▶ **The task**: Narrow the data below down to the lines containing "that".

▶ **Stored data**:
=====

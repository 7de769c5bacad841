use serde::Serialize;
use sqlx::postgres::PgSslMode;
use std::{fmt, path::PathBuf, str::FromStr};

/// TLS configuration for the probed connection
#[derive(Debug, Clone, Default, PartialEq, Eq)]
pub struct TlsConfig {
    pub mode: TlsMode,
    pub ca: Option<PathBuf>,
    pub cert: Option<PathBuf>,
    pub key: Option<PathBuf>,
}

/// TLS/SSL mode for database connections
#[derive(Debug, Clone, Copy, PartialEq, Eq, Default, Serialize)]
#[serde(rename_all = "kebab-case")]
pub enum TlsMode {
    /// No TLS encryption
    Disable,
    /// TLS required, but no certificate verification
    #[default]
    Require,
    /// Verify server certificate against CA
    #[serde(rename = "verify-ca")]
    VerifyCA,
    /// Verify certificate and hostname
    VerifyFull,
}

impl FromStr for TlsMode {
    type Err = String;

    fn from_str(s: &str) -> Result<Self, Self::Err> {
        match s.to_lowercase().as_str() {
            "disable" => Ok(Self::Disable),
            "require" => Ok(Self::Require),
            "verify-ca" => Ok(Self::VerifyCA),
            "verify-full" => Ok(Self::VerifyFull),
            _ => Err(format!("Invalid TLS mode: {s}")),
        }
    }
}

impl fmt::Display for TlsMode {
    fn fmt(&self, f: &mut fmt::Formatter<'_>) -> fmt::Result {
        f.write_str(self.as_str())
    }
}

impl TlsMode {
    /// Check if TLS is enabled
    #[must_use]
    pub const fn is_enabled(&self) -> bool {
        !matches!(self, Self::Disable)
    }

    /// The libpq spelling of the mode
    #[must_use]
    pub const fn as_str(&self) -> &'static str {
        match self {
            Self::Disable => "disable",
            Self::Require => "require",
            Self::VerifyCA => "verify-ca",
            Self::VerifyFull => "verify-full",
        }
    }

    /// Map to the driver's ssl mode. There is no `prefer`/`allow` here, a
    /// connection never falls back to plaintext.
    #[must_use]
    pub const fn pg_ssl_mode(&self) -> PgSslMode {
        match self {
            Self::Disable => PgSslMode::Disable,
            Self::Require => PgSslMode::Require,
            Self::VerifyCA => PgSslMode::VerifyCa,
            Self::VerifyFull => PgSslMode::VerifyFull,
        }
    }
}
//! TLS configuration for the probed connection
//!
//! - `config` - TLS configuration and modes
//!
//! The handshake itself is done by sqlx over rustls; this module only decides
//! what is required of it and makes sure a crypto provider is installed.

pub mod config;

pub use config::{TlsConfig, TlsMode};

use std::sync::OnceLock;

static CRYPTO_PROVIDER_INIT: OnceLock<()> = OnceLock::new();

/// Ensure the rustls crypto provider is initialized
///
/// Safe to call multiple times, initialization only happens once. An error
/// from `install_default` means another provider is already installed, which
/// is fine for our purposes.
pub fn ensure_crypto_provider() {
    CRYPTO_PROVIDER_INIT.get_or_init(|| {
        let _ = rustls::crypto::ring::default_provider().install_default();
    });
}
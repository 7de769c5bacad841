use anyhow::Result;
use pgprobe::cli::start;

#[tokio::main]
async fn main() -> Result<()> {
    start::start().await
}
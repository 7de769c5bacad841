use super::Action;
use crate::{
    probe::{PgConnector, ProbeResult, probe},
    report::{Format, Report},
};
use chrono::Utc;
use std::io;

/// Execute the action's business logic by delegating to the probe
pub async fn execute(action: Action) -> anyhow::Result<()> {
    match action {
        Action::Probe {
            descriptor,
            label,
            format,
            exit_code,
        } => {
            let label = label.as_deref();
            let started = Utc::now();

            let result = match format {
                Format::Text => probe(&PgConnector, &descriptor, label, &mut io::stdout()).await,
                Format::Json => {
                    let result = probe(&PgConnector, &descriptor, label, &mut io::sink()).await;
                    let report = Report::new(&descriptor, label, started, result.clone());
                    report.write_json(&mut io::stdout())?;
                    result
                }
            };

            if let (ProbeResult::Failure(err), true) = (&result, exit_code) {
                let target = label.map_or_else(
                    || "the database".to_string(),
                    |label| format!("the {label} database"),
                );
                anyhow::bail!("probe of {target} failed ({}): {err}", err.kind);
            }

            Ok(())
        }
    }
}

=====

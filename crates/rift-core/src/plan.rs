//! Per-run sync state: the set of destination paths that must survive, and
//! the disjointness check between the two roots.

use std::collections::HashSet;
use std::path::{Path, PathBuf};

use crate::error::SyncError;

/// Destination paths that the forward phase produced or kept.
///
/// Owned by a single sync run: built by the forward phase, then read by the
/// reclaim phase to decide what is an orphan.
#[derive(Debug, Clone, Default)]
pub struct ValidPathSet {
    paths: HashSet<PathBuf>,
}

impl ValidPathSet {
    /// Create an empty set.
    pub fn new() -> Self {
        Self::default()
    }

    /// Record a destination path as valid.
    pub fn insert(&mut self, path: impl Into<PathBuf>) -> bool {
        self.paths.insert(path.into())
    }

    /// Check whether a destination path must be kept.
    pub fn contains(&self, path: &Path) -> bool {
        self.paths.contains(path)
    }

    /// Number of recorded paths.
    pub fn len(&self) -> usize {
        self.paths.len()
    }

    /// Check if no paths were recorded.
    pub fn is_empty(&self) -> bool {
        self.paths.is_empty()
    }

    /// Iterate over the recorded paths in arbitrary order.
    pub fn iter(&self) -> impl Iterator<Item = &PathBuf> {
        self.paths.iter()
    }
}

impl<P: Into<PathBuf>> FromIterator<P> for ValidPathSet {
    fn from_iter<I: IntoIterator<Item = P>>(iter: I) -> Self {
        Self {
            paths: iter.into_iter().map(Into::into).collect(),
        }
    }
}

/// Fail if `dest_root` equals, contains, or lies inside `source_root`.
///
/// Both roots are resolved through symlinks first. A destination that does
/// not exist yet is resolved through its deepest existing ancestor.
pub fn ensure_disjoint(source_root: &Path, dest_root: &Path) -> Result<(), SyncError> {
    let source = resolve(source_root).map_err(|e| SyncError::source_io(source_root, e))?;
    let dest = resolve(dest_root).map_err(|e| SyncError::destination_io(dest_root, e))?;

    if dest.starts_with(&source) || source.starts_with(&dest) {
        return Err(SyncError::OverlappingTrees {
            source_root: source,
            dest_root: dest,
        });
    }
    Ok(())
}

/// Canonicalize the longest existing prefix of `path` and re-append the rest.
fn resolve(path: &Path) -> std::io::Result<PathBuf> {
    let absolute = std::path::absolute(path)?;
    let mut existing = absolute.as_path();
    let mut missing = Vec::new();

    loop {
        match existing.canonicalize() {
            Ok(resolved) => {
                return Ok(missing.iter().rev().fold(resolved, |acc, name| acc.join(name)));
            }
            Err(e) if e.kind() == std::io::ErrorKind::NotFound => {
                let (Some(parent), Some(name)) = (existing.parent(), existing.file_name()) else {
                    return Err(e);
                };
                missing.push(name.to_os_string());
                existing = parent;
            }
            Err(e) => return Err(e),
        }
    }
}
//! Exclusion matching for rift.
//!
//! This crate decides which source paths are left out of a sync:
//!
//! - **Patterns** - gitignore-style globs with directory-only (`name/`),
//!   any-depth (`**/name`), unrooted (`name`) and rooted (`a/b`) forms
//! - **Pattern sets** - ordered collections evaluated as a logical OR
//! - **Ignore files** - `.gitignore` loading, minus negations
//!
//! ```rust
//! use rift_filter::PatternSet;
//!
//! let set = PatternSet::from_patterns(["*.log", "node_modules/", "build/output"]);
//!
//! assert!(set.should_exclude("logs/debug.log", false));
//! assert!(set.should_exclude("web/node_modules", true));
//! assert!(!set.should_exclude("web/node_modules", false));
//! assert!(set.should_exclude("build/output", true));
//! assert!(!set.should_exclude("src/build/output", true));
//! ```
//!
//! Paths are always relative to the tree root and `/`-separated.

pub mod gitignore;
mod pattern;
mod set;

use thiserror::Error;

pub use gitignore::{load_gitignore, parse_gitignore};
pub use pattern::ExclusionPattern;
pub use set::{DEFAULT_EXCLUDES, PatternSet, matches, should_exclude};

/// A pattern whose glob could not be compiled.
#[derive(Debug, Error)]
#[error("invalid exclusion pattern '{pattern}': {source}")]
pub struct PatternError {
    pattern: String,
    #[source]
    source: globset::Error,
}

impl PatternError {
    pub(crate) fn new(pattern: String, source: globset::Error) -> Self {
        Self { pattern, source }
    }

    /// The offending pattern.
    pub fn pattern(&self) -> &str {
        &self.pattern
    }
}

=====

▶ **Answer**:
//! Per-run sync state: the set of destination paths that must survive, and
/// Destination paths that the forward phase produced or kept.
/// Both roots are resolved through symlinks first. A destination that does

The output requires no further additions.